Eisenmenger’s syndrome; Pulmonary hypertension; Right-to-left shunt; Ketamine
A 23-yr-old woman, gravida 1, para 0 with incomplete abortion was admitted to our hospital with chief complaint of intermittant bleeding per vagina. She had a recurrent history of dyspnoea on exertion and episodes of cyanosis since 6 yr of age. Her activity of daily life was normal, and she was evaluated as New York Heart Association (NYHA) class I.
Patient was on treatment on tab diltiezem and tab digoxin since 10 year of age which she had left one year back. Her weight was 54 kg and her height was 154 cm. Blood pressures was 140/90 mm Hg and heart rate was 102 beats/min. Lungs were clear. Peripheral cyanosis with clubbing in both upper and lower limbs was present. Maternal hemoglobin concentration was 11.0 g/dl and hematocrit was 43%. Blood chemistry and coagulation studies were within normal limits.
Echocardiogram showed severe right atrial and right ventricular enlargement, pulmonic regurgitation, a large muscular defect VSD (21 mm), ejection fraction 69% and stoke volume 40 ml. The lesion was considered inoperable because of severe pulmonary hypertension.
An endometrial curettage was planned by the obstetrician. Monitoring included an electrocardiogram, pulse oximeter probe on the right hand and blood pressure. Infusion line was taken by 18 G intracath, special precaution was taken to avoid any air entrapment, to avoid paradoxical air embolism. 500 ml of ringer lactate was started. While breathing room air, arterial oxygen saturation (Sao2) was 64%. Supplemental oxygen (8 L/min by high oxygen mask) was given to patient who increased the Sao2 to 86%.

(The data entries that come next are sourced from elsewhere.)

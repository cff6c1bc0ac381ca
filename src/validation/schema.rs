//! Required-column checks on the downloaded table

use crate::errors::{CleanerError, CleanerResult};
use crate::table::DataFrame;

/// Fail fast if any column the transform reads is absent.
pub fn require_columns(frame: &DataFrame, columns: &[&str]) -> CleanerResult<()> {
    for &column in columns {
        if frame.column_index(column).is_none() {
            return Err(CleanerError::MissingColumn {
                column: column.to_string(),
            });
        }
    }
    Ok(())
}

#[cfg(test)]
mod tests {
    use super::*;

    #[test]
    fn accepts_frame_with_all_columns() {
        let frame = DataFrame::new(
            vec!["price".into(), "last_review".into(), "longitude".into(), "latitude".into()],
            vec![],
        );
        assert!(require_columns(&frame, &crate::cleaning::REQUIRED_COLUMNS).is_ok());
    }

    #[test]
    fn names_the_first_missing_column() {
        let frame = DataFrame::new(vec!["price".into()], vec![]);
        let err = require_columns(&frame, &["price", "last_review", "longitude"]).unwrap_err();
        assert!(matches!(
            err,
            CleanerError::MissingColumn { ref column } if column == "last_review"
        ));
    }
}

Patient is premeditated with glycopyrolate 0.2 mg. No preoperative sedation was given. Initial hemodynamic measurements, obtained while the patient was receiving 8 l/min of supplemental oxygen via face mask, included an arterial blood pressure of 130/90 mm Hg, heart rate of 103 beats/min, respiratory rate of 28 breaths/min, Spo2 of 86%.
Patient was kept on high oxygen flow through bain circuit and Ketamine 30 mg IV was given which was later on maintained with two additional doses of 10 mg. Operative time was around 15 minutes. 400 ml of crystalloid was given. Patient intraoperative hemodynamic status was stable. After then patient was shifted to post operative anaesthesia unit on high oxygen flow through venturi mask with vitals heart rate 110 beats/min, BP 140/96 mmHg and Sao2 was 90%. She had no adverse events postoperatively.

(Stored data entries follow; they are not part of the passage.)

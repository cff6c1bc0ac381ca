//! Core data types and structures

pub mod artifact;
pub mod report;

pub use artifact::*;
pub use report::*;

The Eisenmenger syndrome is a form of cyanotic congenital heart disease not usually amenable to corrective surgery . It is, however, compatible with leading an active life in early adulthood and due to advances in medical therapy it is not uncommon for patients with this syndrome to live to 30 years or more .

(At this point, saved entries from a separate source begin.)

//! Twin directory access and the peer HTTP transport.
//!
//! A twin is an integer identity with a network location and a public key.
//! The relay only sees the [`TwinResolver`] trait; behind it sits either the
//! static table resolver here or an external directory (the on-chain one is
//! deliberately not part of this crate). [`CachedResolver`] wraps any of
//! them with a TTL cache so hot destinations don't hammer the directory.

use std::collections::HashMap;
use std::sync::Arc;
use std::time::{Duration, Instant};

use anyhow::{Context, Result};
use async_trait::async_trait;
use parking_lot::Mutex;
use serde::Deserialize;

use crate::config::TwinEntry;
use crate::message::Message;

/// Port every node's gateway listens on.
pub const PEER_PORT: u16 = 8051;

/// How long directory answers stay cached.
pub const RESOLVER_CACHE_TTL: Duration = Duration::from_secs(300);

/// Timeout for posting a request to a peer.
const SEND_REMOTE_TIMEOUT: Duration = Duration::from_secs(10);

fn remote_url(location: &str) -> String {
    format!("http://{location}:{PEER_PORT}/zbus-remote")
}

fn reply_url(location: &str) -> String {
    format!("http://{location}:{PEER_PORT}/zbus-reply")
}

/// Directory lookup failures, split so the gateway can map them onto
/// different HTTP status codes.
#[derive(Debug, thiserror::Error)]
pub enum ResolveError {
    #[error("twin {0} not found")]
    NotFound(u32),
    #[error("twin lookup failed: {0}")]
    Transport(String),
}

/// Transport handle to one remote peer.
#[async_trait]
pub trait TwinClient: Send + Sync {
    async fn send_remote(&self, msg: &Message) -> Result<()>;
    async fn send_reply(&self, msg: &Message) -> Result<()>;
}

/// Maps a twin id to its transport and its public key.
#[async_trait]
pub trait TwinResolver: Send + Sync {
    async fn resolve(&self, twin: u32) -> Result<Arc<dyn TwinClient>, ResolveError>;
    async fn public_key(&self, twin: u32) -> Result<Vec<u8>, ResolveError>;
}

/// Error body peers return alongside non-2xx statuses.
#[derive(Deserialize)]
struct PeerErrorBody {
    #[allow(dead_code)]
    status: String,
    message: String,
}

/// Posts messages to a peer gateway over plain HTTP.
pub struct HttpTwinClient {
    location: String,
    http: reqwest::Client,
}

impl HttpTwinClient {
    pub fn new(location: impl Into<String>) -> Self {
        Self {
            location: location.into(),
            http: reqwest::Client::new(),
        }
    }

    async fn post(&self, url: String, msg: &Message, timeout: Option<Duration>) -> Result<()> {
        let mut request = self.http.post(&url).json(msg);
        if let Some(timeout) = timeout {
            request = request.timeout(timeout);
        }
        let response = request
            .send()
            .await
            .with_context(|| format!("failed to reach {url}"))?;

        let status = response.status();
        if !status.is_success() {
            let body = response
                .text()
                .await
                .unwrap_or_else(|e| format!("<failed to read response body: {e}>"));
            let detail = serde_json::from_str::<PeerErrorBody>(&body)
                .map(|b| b.message)
                .unwrap_or(body);
            anyhow::bail!("peer rejected message ({status}): {detail}");
        }
        Ok(())
    }
}

#[async_trait]
impl TwinClient for HttpTwinClient {
    async fn send_remote(&self, msg: &Message) -> Result<()> {
        self.post(remote_url(&self.location), msg, Some(SEND_REMOTE_TIMEOUT))
            .await
    }

    async fn send_reply(&self, msg: &Message) -> Result<()> {
        self.post(reply_url(&self.location), msg, None).await
    }
}

/// Resolver backed by a fixed twin table from the config file. The offline
/// alternative to a networked directory; handy for lab setups.
pub struct StaticResolver {
    twins: HashMap<u32, TwinEntry>,
}

impl StaticResolver {
    pub fn new(entries: impl IntoIterator<Item = TwinEntry>) -> Self {
        Self {
            twins: entries.into_iter().map(|e| (e.id, e)).collect(),
        }
    }
}

#[async_trait]
impl TwinResolver for StaticResolver {
    async fn resolve(&self, twin: u32) -> Result<Arc<dyn TwinClient>, ResolveError> {
        let entry = self.twins.get(&twin).ok_or(ResolveError::NotFound(twin))?;
        Ok(Arc::new(HttpTwinClient::new(entry.location.clone())))
    }

    async fn public_key(&self, twin: u32) -> Result<Vec<u8>, ResolveError> {
        let entry = self.twins.get(&twin).ok_or(ResolveError::NotFound(twin))?;
        let key_hex = entry
            .public_key
            .as_deref()
            .ok_or(ResolveError::NotFound(twin))?;
        hex::decode(key_hex.trim_start_matches("0x"))
            .map_err(|e| ResolveError::Transport(format!("bad public key for twin {twin}: {e}")))
    }
}

struct CacheEntry<T> {
    value: T,
    deadline: Instant,
}

/// TTL cache in front of an authoritative resolver. Clients and public keys
/// are cached independently; entries are evicted lazily on lookup. Errors
/// are never cached.
pub struct CachedResolver {
    inner: Arc<dyn TwinResolver>,
    ttl: Duration,
    clients: Mutex<HashMap<u32, CacheEntry<Arc<dyn TwinClient>>>>,
    keys: Mutex<HashMap<u32, CacheEntry<Vec<u8>>>>,
}

impl CachedResolver {
    pub fn new(inner: Arc<dyn TwinResolver>) -> Self {
        Self::with_ttl(inner, RESOLVER_CACHE_TTL)
    }

    pub fn with_ttl(inner: Arc<dyn TwinResolver>, ttl: Duration) -> Self {
        Self {
            inner,
            ttl,
            clients: Mutex::new(HashMap::new()),
            keys: Mutex::new(HashMap::new()),
        }
    }

    fn fresh<T: Clone>(cache: &Mutex<HashMap<u32, CacheEntry<T>>>, twin: u32) -> Option<T> {
        let mut cache = cache.lock();
        let now = Instant::now();
        if let Some(entry) = cache.get(&twin) {
            if now >= entry.deadline {
                cache.remove(&twin);
                return None;
            }
            return Some(entry.value.clone());
        }
        None
    }

    fn store<T>(&self, cache: &Mutex<HashMap<u32, CacheEntry<T>>>, twin: u32, value: T) {
        cache.lock().insert(
            twin,
            CacheEntry {
                value,
                deadline: Instant::now() + self.ttl,
            },
        );
    }
}

#[async_trait]
impl TwinResolver for CachedResolver {
    async fn resolve(&self, twin: u32) -> Result<Arc<dyn TwinClient>, ResolveError> {
        if let Some(client) = Self::fresh(&self.clients, twin) {
            tracing::debug!("twin {twin} client cache hit");
            return Ok(client);
        }
        let client = self.inner.resolve(twin).await?;
        self.store(&self.clients, twin, Arc::clone(&client));
        Ok(client)
    }

    async fn public_key(&self, twin: u32) -> Result<Vec<u8>, ResolveError> {
        if let Some(key) = Self::fresh(&self.keys, twin) {
            tracing::debug!("twin {twin} public key cache hit");
            return Ok(key);
        }
        let key = self.inner.public_key(twin).await?;
        self.store(&self.keys, twin, key.clone());
        Ok(key)
    }
}

#[cfg(test)]
mod tests {
    use super::*;
    use std::sync::atomic::{AtomicUsize, Ordering};

    #[test]
    fn peer_urls_use_the_gateway_port_and_routes() {
        assert_eq!(remote_url("10.0.0.2"), "http://10.0.0.2:8051/zbus-remote");
        assert_eq!(reply_url("10.0.0.2"), "http://10.0.0.2:8051/zbus-reply");
    }

    fn entry(id: u32, location: &str, public_key: Option<&str>) -> TwinEntry {
        TwinEntry {
            id,
            location: location.into(),
            public_key: public_key.map(String::from),
        }
    }

    #[tokio::test]
    async fn static_resolver_finds_configured_twins() {
        let resolver = StaticResolver::new([entry(2, "10.0.0.2", Some("ab"))]);
        assert!(resolver.resolve(2).await.is_ok());
        assert_eq!(resolver.public_key(2).await.unwrap(), vec![0xab]);
    }

    #[tokio::test]
    async fn static_resolver_reports_unknown_twins() {
        let resolver = StaticResolver::new([entry(2, "10.0.0.2", None)]);
        assert!(matches!(
            resolver.resolve(3).await,
            Err(ResolveError::NotFound(3))
        ));
        // configured but without a key: also a miss, not a transport error
        assert!(matches!(
            resolver.public_key(2).await,
            Err(ResolveError::NotFound(2))
        ));
    }

    struct CountingResolver {
        hits: AtomicUsize,
    }

    #[async_trait]
    impl TwinResolver for CountingResolver {
        async fn resolve(&self, twin: u32) -> Result<Arc<dyn TwinClient>, ResolveError> {
            self.hits.fetch_add(1, Ordering::SeqCst);
            Ok(Arc::new(HttpTwinClient::new(format!("10.0.0.{twin}"))))
        }

        async fn public_key(&self, _twin: u32) -> Result<Vec<u8>, ResolveError> {
            self.hits.fetch_add(1, Ordering::SeqCst);
            Ok(vec![1; 32])
        }
    }

    #[tokio::test]
    async fn cache_serves_repeat_lookups_without_hitting_the_directory() {
        let inner = Arc::new(CountingResolver {
            hits: AtomicUsize::new(0),
        });
        let cached = CachedResolver::new(Arc::clone(&inner) as Arc<dyn TwinResolver>);

        cached.resolve(2).await.unwrap();
        cached.resolve(2).await.unwrap();
        cached.public_key(2).await.unwrap();
        cached.public_key(2).await.unwrap();

        assert_eq!(inner.hits.load(Ordering::SeqCst), 2);
    }

    #[tokio::test]
    async fn cache_entries_expire_after_the_ttl() {
        let inner = Arc::new(CountingResolver {
            hits: AtomicUsize::new(0),
        });
        let cached = CachedResolver::with_ttl(
            Arc::clone(&inner) as Arc<dyn TwinResolver>,
            Duration::from_millis(20),
        );

        cached.resolve(2).await.unwrap();
        tokio::time::sleep(Duration::from_millis(30)).await;
        cached.resolve(2).await.unwrap();

        assert_eq!(inner.hits.load(Ordering::SeqCst), 2);
    }
}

In general, therapy of Eisenmenger syndrome is supportive.Patients should avoid intravascular volume depletion, heavy exercise, and high altitude . The hemostatic changes associated with the syndrome may lead to thromboembolic events, cerebrovascular complications, or the hyperviscosity syndrome. Occasionally, therefore anaesthetists and surgeons will be required to care for these patients when they present for incidental surgery.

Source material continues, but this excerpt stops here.